Exercise goal :: In the data below, which lines hold "pred"? Copy every one.

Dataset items

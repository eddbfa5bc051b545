use thiserror::Error;

use crate::StoreError;

#[derive(Debug, Error)]
pub enum SyncError {
	#[error("serialization error: {0}")]
	Serialization(#[from] serde_json::Error),
	#[error("storage error: {0}")]
	Store(#[from] StoreError),
	#[error("send error: {0}")]
	Send(#[from] mb_p2p::SendError),
	#[error("malformed operation: {0}")]
	MalformedOperation(String),
}
#[cfg(test)]
mod tests {
	use std::time::Duration;

	use tokio::time::timeout;
	use tracing_test::traced_test;

	use super::*;
	use crate::MemoryTransport;

	const WAIT: Duration = Duration::from_secs(2);

	fn config() -> PoolConfig {
		PoolConfig::new("X-", 3)
	}

	async fn wait_for(
		rx: &flume::Receiver<PoolEvent>,
		mut pred: impl FnMut(&PoolEvent) -> bool,
	) -> PoolEvent {
		timeout(WAIT, async {
			loop {
				let event = rx.recv_async().await.expect("event bus closed");
				if pred(&event) {
					return event;
				}
			}
		})
		.await
		.expect("timed out waiting for pool event")
	}

	#[tokio::test]
	async fn identities_are_claimed_in_order() {
		let transport = MemoryTransport::new();

		let a = PeerPool::bootstrap(&transport, config()).await.unwrap();
		let b = PeerPool::bootstrap(&transport, config()).await.unwrap();
		let c = PeerPool::bootstrap(&transport, config()).await.unwrap();

		assert_eq!(a.identity().as_str(), "X-0");
		assert_eq!(b.identity().as_str(), "X-1");
		assert_eq!(c.identity().as_str(), "X-2");
	}

	#[tokio::test]
	async fn full_namespace_is_exhausted() {
		let transport = MemoryTransport::new();

		let _pools = [
			PeerPool::bootstrap(&transport, config()).await.unwrap(),
			PeerPool::bootstrap(&transport, config()).await.unwrap(),
			PeerPool::bootstrap(&transport, config()).await.unwrap(),
		];

		assert!(matches!(
			PeerPool::bootstrap(&transport, config()).await,
			Err(IdentityError::NamespaceExhausted(3))
		));
	}

	#[tokio::test]
	async fn scan_connects_both_sides() {
		let transport = MemoryTransport::new();
		let a = PeerPool::bootstrap(&transport, config()).await.unwrap();
		let b = PeerPool::bootstrap(&transport, config()).await.unwrap();

		let a_events = a.events().subscribe();
		let b_events = b.events().subscribe();

		b.scan_and_connect().await;

		wait_for(&a_events, |e| matches!(e, PoolEvent::Connected(p) if p == b.identity())).await;
		wait_for(&b_events, |e| matches!(e, PoolEvent::Connected(p) if p == a.identity())).await;

		assert!(a.is_connected(b.identity()));
		assert!(b.is_connected(a.identity()));
	}

	#[traced_test]
	#[tokio::test]
	async fn mutual_scan_keeps_one_link_per_peer() {
		let transport = MemoryTransport::new();
		let a = PeerPool::bootstrap(&transport, config()).await.unwrap();
		let b = PeerPool::bootstrap(&transport, config()).await.unwrap();

		let a_events = a.events().subscribe();
		let b_events = b.events().subscribe();

		tokio::join!(a.scan_and_connect(), b.scan_and_connect());

		wait_for(&a_events, |e| matches!(e, PoolEvent::Connected(_))).await;
		wait_for(&b_events, |e| matches!(e, PoolEvent::Connected(_))).await;

		assert_eq!(a.connected_peers(), vec![b.identity().clone()]);
		assert_eq!(b.connected_peers(), vec![a.identity().clone()]);

		// The surviving pair of links still carries traffic both ways.
		a.send(b.identity(), b"ping".to_vec()).unwrap();
		wait_for(&b_events, |e| {
			matches!(e, PoolEvent::Message { payload, .. } if payload == b"ping")
		})
		.await;
		b.send(a.identity(), b"pong".to_vec()).unwrap();
		wait_for(&a_events, |e| {
			matches!(e, PoolEvent::Message { payload, .. } if payload == b"pong")
		})
		.await;
	}

	#[tokio::test]
	async fn send_without_connection_fails() {
		let transport = MemoryTransport::new();
		let a = PeerPool::bootstrap(&transport, config()).await.unwrap();

		assert!(matches!(
			a.send(&PeerIdentity::from("X-1"), b"hi".to_vec()),
			Err(SendError::NotConnected(_))
		));
	}

	#[tokio::test]
	async fn broadcast_reaches_every_open_peer() {
		let transport = MemoryTransport::new();
		let a = PeerPool::bootstrap(&transport, config()).await.unwrap();
		let b = PeerPool::bootstrap(&transport, config()).await.unwrap();
		let c = PeerPool::bootstrap(&transport, config()).await.unwrap();

		let a_events = a.events().subscribe();
		let b_events = b.events().subscribe();
		let c_events = c.events().subscribe();

		a.scan_and_connect().await;
		wait_for(&b_events, |e| matches!(e, PoolEvent::Connected(_))).await;
		wait_for(&c_events, |e| matches!(e, PoolEvent::Connected(_))).await;
		wait_for(&a_events, |e| matches!(e, PoolEvent::Connected(_))).await;
		wait_for(&a_events, |e| matches!(e, PoolEvent::Connected(_))).await;

		assert_eq!(a.broadcast(b"fan-out"), 2);

		wait_for(&b_events, |e| {
			matches!(e, PoolEvent::Message { payload, .. } if payload == b"fan-out")
		})
		.await;
		wait_for(&c_events, |e| {
			matches!(e, PoolEvent::Message { payload, .. } if payload == b"fan-out")
		})
		.await;
	}

	#[tokio::test]
	async fn broadcast_skips_a_dead_link() {
		let transport = MemoryTransport::new();
		let a = PeerPool::bootstrap(&transport, config()).await.unwrap();
		let b = PeerPool::bootstrap(&transport, config()).await.unwrap();
		let c = PeerPool::bootstrap(&transport, config()).await.unwrap();

		let a_events = a.events().subscribe();
		let c_events = c.events().subscribe();

		a.scan_and_connect().await;
		wait_for(&a_events, |e| matches!(e, PoolEvent::Connected(_))).await;
		wait_for(&a_events, |e| matches!(e, PoolEvent::Connected(_))).await;

		// Sever B's link half underneath its table entry, before the reap.
		let (dead_tx, dead_rx) = flume::unbounded();
		drop(dead_rx);
		a.peers
			.write()
			.unwrap()
			.get_mut(b.identity())
			.unwrap()
			.outgoing = dead_tx;

		// The broken link is skipped; the surviving peer still gets it.
		assert_eq!(a.broadcast(b"fan-out"), 1);
		wait_for(&c_events, |e| {
			matches!(e, PoolEvent::Message { payload, .. } if payload == b"fan-out")
		})
		.await;
	}

	#[tokio::test]
	async fn shutdown_is_idempotent_and_releases_the_slot() {
		let transport = MemoryTransport::new();
		let a = PeerPool::bootstrap(&transport, config()).await.unwrap();
		let b = PeerPool::bootstrap(&transport, config()).await.unwrap();

		let b_events = b.events().subscribe();
		b.scan_and_connect().await;
		wait_for(&b_events, |e| matches!(e, PoolEvent::Connected(_))).await;

		a.shutdown().await;
		a.shutdown().await;

		wait_for(&b_events, |e| matches!(e, PoolEvent::Disconnected(p) if p.as_str() == "X-0"))
			.await;

		// The slot is free again for the next process.
		let successor = PeerPool::bootstrap(&transport, config()).await.unwrap();
		assert_eq!(successor.identity().as_str(), "X-0");
	}
}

Written reply ::
		mut pred: impl FnMut(&PoolEvent) -> bool,
				if pred(&event) {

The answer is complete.